La mine est un important gisement polymétallique plomb-zinc-cuivre. Les travaux géologiques initiaux décrivent le gisement comme un système méso-thermique Zn-Pb-Cu métasomatique remplaçant du calcaire; des études ultérieures ont raffiné le modèle en skarnisation suivie d’un remplacement hydrothermal, avec des filons oreux portés par des carbonates dans du calcaire et de l’ardoise. La roche-référence est une alternance de calcaire et d’ardoise dans la formation Huanzala, avec des horizons de calcaire-ardoise finement bandés favorables. Les filons sont stratabondants et apparaissent sous forme de lentilles, veines et masses irrégulières; la minéralisation se poursuit sur plusieurs kilomètres dans une formation d’environ 180 mètres d’épaisseur. Des dykes et sills de porphyre quartzique se rencontrent le long des lits de roche, et des zones fortement pyritisées s’étendent parallèlement aux zones de minerai Pb-Zn-Cu.
Les principaux minéraux oreux sont la sphalérite, la galène, la chalcopyrite et la pyrite. Les minéraux accessoires et associés incluent la bornite, la chalcocite, la covellite, la tennantite, l’enargite, la pyrrhotite, le quartz, la calcite, la fluorite, la fluorapatite, la dolomite, la chélite, des micas ou séricite, et de nombreux sulfindes et sulfosalts moins courants. Pour les collectionneurs, le résultat pratique est une localité qui produit des associations de sulfures complexes et très displayables: la pyrite avec la sphalérite, la sphalérite avec le quartz, la galène sur la sphalérite, la calcite sur la sphalérite et des fluorites occasionnelles sur une matrice riche en sphalérite.

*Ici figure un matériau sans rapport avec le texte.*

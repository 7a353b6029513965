pub mod errors;
pub mod output;
pub mod paths;
pub mod pem;

pub use errors::*;
pub use output::*;
pub use paths::*;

L’exploration moderne par Mitsui Mining & Smelting a commencé en mai 1964, avec une cartographie détaillée, des forages diamants en surface et en underground, et le creusement de tunnels. La mine a commencé son exploitation en avril 1968. Elle est depuis longtemps exploitée par la Compañía Minera Santa Luisa S.A., appartenant au groupe Mitsui Kinzoku. Les mines de Huanzala et Pallca sont décrites par Mitsui Kinzoku comme des mines péruviennes en activité, Pallca développée comme une branche de Huanzala en 2006 et son minerai traité via le concentrateur de Huanzala.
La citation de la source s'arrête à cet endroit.